▶ TASK OBJECTIVE: Every line below between the line holding "inside the POSIX subsystem" and the line holding "let mut script = String::new();", inclusive, should be repeated exactly, and all other lines omitted.
-*-*-
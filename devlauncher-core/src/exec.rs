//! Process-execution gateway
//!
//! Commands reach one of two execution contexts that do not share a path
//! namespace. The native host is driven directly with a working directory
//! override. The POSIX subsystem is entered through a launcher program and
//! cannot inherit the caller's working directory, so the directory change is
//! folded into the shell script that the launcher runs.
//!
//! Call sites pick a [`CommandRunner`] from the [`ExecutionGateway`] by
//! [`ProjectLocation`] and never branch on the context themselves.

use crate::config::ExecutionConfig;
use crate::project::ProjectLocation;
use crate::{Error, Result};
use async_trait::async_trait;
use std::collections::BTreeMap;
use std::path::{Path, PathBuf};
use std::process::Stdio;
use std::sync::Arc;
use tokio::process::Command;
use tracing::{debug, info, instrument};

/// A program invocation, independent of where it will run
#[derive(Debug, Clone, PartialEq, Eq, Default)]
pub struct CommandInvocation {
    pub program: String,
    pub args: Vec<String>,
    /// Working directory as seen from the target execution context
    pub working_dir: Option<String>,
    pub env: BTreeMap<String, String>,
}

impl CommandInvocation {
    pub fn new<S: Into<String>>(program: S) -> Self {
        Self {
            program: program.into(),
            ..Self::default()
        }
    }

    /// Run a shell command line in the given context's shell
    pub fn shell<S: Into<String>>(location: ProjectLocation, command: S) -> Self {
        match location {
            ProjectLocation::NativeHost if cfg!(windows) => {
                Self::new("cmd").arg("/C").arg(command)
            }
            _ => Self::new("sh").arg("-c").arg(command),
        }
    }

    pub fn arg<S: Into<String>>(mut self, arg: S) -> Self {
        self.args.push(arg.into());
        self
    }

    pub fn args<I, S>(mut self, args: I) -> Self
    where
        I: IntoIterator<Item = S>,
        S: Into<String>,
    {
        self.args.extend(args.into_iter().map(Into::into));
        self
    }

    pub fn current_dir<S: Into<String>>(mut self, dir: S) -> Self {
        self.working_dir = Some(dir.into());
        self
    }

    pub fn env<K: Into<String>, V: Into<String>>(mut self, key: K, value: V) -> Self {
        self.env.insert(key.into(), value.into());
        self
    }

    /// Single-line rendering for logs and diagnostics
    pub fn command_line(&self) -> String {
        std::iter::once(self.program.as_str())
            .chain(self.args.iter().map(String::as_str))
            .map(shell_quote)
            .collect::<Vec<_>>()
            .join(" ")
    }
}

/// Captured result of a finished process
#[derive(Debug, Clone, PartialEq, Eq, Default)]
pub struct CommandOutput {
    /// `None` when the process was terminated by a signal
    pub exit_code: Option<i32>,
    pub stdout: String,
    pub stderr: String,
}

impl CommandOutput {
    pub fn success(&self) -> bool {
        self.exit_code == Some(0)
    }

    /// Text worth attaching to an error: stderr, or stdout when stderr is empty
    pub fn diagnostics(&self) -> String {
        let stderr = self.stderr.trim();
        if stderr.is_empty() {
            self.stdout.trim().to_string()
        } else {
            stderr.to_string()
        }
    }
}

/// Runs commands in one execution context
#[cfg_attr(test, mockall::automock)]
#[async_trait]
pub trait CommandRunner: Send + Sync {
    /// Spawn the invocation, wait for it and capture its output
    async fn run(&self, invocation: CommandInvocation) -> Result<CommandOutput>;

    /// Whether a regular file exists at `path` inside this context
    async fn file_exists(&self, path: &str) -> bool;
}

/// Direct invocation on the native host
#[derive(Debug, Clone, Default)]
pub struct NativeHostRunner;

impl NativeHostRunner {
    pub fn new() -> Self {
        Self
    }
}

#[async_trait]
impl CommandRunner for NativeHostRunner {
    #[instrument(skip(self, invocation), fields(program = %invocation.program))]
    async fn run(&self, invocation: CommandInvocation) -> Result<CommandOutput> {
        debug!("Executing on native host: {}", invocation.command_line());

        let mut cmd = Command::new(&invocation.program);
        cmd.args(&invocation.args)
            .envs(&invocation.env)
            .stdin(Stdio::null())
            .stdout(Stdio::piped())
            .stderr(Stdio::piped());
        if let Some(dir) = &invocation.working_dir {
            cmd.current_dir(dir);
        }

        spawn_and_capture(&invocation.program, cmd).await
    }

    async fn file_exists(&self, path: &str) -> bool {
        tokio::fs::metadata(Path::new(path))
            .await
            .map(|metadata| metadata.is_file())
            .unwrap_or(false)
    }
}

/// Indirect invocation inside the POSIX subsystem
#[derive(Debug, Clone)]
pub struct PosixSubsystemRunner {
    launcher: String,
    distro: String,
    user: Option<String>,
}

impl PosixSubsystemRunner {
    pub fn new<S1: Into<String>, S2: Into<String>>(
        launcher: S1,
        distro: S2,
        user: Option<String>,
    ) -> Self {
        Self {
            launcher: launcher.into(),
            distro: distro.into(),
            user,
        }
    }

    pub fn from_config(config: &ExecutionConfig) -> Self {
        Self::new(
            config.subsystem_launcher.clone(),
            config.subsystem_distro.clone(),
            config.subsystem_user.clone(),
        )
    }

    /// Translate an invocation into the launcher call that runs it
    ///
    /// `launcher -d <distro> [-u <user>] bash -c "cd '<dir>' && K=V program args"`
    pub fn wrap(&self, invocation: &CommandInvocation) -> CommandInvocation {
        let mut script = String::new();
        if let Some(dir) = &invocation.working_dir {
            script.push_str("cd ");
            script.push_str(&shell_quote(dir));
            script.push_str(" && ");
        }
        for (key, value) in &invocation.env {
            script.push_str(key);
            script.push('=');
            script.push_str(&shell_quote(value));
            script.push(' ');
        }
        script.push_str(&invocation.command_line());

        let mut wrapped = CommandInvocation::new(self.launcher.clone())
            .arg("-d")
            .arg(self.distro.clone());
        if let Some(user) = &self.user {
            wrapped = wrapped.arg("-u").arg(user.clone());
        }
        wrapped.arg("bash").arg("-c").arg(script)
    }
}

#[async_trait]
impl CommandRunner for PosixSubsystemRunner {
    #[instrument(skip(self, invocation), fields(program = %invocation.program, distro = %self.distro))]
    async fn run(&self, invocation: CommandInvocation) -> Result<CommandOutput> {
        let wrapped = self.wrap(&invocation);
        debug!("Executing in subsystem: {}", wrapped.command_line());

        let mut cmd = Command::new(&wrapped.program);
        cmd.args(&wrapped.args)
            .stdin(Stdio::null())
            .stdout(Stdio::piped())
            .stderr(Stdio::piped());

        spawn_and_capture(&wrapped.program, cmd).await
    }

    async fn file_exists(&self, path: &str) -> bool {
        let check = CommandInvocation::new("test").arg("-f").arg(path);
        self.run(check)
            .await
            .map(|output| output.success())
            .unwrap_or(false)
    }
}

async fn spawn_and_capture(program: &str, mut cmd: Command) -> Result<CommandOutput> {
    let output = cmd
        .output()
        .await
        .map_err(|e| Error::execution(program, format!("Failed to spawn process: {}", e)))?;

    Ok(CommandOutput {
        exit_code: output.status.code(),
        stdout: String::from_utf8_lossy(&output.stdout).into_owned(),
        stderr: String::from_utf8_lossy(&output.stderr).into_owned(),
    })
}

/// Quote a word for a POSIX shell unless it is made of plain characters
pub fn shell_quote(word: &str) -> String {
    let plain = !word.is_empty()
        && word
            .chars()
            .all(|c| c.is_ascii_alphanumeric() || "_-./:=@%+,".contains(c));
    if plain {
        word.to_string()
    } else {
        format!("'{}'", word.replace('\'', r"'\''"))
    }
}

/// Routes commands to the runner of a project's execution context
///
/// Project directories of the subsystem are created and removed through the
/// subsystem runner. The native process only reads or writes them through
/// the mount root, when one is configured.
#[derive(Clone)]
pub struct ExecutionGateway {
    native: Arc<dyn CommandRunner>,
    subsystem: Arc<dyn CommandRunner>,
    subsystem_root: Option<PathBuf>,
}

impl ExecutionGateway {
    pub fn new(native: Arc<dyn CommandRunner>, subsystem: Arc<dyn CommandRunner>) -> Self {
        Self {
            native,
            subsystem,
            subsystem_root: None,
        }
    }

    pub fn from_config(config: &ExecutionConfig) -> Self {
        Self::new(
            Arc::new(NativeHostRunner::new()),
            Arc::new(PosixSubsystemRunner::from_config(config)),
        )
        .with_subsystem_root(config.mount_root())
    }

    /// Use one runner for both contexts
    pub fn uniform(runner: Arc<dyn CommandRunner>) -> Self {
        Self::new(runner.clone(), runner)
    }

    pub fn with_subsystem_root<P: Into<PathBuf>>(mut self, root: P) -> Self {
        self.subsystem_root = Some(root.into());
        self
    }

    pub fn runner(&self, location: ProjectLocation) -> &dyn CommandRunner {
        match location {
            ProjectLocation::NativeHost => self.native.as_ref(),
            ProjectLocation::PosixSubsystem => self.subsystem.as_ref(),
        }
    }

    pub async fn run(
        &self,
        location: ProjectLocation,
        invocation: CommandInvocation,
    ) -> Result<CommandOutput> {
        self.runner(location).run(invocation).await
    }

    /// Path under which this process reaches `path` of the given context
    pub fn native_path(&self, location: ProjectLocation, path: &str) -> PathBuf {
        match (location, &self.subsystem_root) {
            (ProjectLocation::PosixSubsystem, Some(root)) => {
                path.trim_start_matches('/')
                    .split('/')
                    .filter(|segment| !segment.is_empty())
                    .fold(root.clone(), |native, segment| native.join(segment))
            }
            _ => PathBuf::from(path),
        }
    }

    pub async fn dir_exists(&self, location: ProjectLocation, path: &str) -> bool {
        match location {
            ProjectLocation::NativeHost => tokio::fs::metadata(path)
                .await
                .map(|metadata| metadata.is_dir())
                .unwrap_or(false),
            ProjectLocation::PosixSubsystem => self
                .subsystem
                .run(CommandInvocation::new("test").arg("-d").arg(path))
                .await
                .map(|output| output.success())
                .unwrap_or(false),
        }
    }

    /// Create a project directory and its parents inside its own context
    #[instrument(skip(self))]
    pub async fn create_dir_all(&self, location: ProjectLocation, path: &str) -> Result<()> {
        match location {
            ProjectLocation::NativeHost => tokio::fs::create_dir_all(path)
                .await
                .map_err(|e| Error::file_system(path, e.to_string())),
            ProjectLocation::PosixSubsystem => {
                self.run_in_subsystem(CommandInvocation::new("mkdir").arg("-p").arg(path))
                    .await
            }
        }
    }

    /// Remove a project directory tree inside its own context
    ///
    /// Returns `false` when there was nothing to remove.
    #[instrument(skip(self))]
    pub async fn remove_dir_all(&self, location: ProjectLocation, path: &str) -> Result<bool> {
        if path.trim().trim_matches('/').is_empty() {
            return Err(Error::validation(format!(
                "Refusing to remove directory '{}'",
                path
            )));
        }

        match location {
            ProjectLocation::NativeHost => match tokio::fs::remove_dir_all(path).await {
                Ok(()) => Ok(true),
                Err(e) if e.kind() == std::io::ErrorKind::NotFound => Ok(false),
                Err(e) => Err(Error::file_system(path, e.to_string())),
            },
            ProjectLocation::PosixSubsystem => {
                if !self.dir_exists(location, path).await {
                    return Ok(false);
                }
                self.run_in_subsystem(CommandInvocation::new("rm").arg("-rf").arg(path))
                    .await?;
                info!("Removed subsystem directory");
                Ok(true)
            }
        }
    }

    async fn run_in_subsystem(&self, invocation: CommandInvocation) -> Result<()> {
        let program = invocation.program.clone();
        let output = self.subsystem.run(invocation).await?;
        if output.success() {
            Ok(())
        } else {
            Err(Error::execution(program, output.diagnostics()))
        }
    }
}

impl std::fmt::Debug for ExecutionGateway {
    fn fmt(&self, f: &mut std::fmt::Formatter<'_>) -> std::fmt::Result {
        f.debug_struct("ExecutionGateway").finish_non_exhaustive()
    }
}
-*-*-
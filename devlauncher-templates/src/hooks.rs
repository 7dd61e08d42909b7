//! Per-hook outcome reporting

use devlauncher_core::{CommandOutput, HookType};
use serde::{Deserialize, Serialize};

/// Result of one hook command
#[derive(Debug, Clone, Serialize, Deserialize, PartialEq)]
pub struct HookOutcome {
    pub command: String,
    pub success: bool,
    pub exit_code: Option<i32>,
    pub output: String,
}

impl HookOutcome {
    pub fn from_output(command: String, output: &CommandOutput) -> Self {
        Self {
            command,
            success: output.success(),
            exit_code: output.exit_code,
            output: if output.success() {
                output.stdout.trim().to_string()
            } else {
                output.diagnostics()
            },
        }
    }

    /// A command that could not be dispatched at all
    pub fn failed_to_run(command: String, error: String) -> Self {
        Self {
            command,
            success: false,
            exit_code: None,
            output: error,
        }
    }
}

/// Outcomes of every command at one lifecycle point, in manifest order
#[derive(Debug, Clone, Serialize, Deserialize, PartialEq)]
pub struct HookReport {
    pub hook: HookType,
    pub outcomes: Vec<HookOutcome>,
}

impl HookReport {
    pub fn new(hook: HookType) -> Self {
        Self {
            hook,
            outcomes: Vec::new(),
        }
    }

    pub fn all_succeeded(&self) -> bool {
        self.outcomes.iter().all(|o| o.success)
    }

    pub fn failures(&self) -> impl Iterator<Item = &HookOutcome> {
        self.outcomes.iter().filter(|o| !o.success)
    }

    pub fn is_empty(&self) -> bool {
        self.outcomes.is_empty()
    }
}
-*-*-
▶ TASK OUTPUT:
/// Indirect invocation inside the POSIX subsystem
#[derive(Debug, Clone)]
pub struct PosixSubsystemRunner {
    launcher: String,
    distro: String,
    user: Option<String>,
}

impl PosixSubsystemRunner {
    pub fn new<S1: Into<String>, S2: Into<String>>(
        launcher: S1,
        distro: S2,
        user: Option<String>,
    ) -> Self {
        Self {
            launcher: launcher.into(),
            distro: distro.into(),
            user,
        }
    }

    pub fn from_config(config: &ExecutionConfig) -> Self {
        Self::new(
            config.subsystem_launcher.clone(),
            config.subsystem_distro.clone(),
            config.subsystem_user.clone(),
        )
    }

    /// Translate an invocation into the launcher call that runs it
    ///
    /// `launcher -d <distro> [-u <user>] bash -c "cd '<dir>' && K=V program args"`
    pub fn wrap(&self, invocation: &CommandInvocation) -> CommandInvocation {
        let mut script = String::new();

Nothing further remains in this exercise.